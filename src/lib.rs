//! Soundboy - concurrent sound library analysis over a request/response channel
//!
//! A folder of audio files is enumerated, analyzed by a fixed-size worker
//! pool, persisted to a sound store and streamed back to the caller one
//! outcome at a time over a channel-based protocol.

pub mod analysis;
pub mod bridge;
pub mod config;
pub mod discovery;
pub mod error;
pub mod model;
pub mod pool;
pub mod protocol;
pub mod service;
pub mod store;

pub use config::AnalyzerConfig;
pub use error::{ErrorInfo, Result, SoundboyError};
pub use protocol::{IpcClient, Responder};
pub use service::{AnalysisReport, SoundClient};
________
WHAT TO DO
What you return must match the data word for word.

EXERCISE RESULT
filename src/lib.rs
//! Soundboy - concurrent sound library analysis over a request/response channel
//!
//! A folder of audio files is enumerated, analyzed by a fixed-size worker
//! pool, persisted to a sound store and streamed back to the caller one
//! outcome at a time over a channel-based protocol.

pub mod analysis;
pub mod bridge;
pub mod config;
pub mod discovery;
pub mod error;
pub mod model;
pub mod pool;
pub mod protocol;
pub mod service;
pub mod store;

pub use config::AnalyzerConfig;
pub use error::{ErrorInfo, Result, SoundboyError};
pub use protocol::{IpcClient, Responder};
pub use service::{AnalysisReport, SoundClient};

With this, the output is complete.